2. Develop Recommendation/s
We will create one or more possible solutions for you after analysing the information that you have provided. The reason that we offer multiple solutions is so that you as the client are able to see that the choice is in your hands. Of course, the solutions that we offer will have been thoroughly and carefully researched to ensure that they are of the highest quality regardless. Each recommendation that is presented will have a supporting rationale which will enable you to make an informed decision going forwards.
Every strategy that is formulated will have the intended result of meeting your goals, needs and priorities. As part of each recommendation various financial products such as insurance, investment portfolios or lending facilities will be suggested in order to achieve the desired results.
3. Analysing The Information
After the necessary data is collected by your financial adviser it is then analysed according to your goals, needs and priorities. Throughout the intitial first two steps of the process yourself and your advisor will have talked at length about these. As such the strengths and weaknesses of your financial position will be reviewed in order to create a unique, effective and affordable solution for yourself and your family.
4. Gathering Client Data
Gathering sufficient personal and financial information is a necessary step towards making an accurate, non-biased recommendation tailored towards you and your family’s situation. The information gathered would include assets, debts, income, expenses, investment as well as health, employment and relationship statuses. If you have dependents then this would be factored into your recommendation as well as a whole host of other factors. Of course, all information gathered is protected by the Privacy Act and as such is only utilised with the express purpose of assisting our clientele when assessing their situations.
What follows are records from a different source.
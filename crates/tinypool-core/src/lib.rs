//! # tinypool-core
//!
//! A two-tier, fixed-policy pool allocator.
//!
//! Requests of up to 128 bytes are rounded up to a multiple of 8 and served
//! from one of 16 per-size-class free lists. Empty lists are refilled in
//! batches carved from a pool that grows from the system allocator; larger
//! requests go to the system allocator directly.
//!
//! This crate is the safe layer: it manages addresses and policy and never
//! dereferences memory. The `tinypool-abi` crate binds it to real memory.
//!
//! ```
//! use tinypool_core::{PoolAllocator, SimulatedHeap};
//!
//! let mut pool = PoolAllocator::new(SimulatedHeap::new());
//! let p = pool.allocate(24).unwrap();
//! pool.deallocate(p, 24).unwrap();
//! assert_eq!(pool.allocate(20).unwrap(), p);
//! ```

#![deny(unsafe_code)]

pub mod allocator;
pub mod config;
pub mod error;
pub mod free_list;
pub mod log;
pub mod pool;
pub mod size_class;
pub mod system;

pub use allocator::PoolAllocator;
pub use config::{AllocatorConfig, DEFAULT_LOG_CAPACITY, OomPolicy, ValidationMode};
pub use error::{AllocError, FreeViolation, InvariantViolation};
pub use free_list::{FreeListSlot, FreeListTable};
pub use log::{LifecycleRecord, LogLevel};
pub use pool::{Pool, Region};
pub use size_class::{
    ALIGN, MAX_SMALL_SIZE, NUM_SIZE_CLASSES, class_size, freelist_index, round_up,
};
pub use system::{SimulatedHeap, SystemAllocator};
5. Implement Recommendations
After you have chosen a recommendation to proceed with both yourself and your financial advisor will sign the relevant paperwork. This will be done with the understanding that you accept the recommendation in full (you can ask for it to be amended at any stage) and that you believe your advisor possesses the ability to implement the financial planning recommendations.
The financial advisor and yourself will mutually agree upon how often you wish to have a review of your financial affairs. Most people often opt for an annual review as it is a good idea to check in with your adviser as a lot can change in a year. Life events such as getting married, having a child or receiving a raise at work can mean that checking in sooner rather than later is a good idea. Over time the initial recommendation or strategy that you was setup for you may no longer be relevant due to changes in circumstances. This is why it is recommended to stay in contact with your financial advisor on a consistent basis.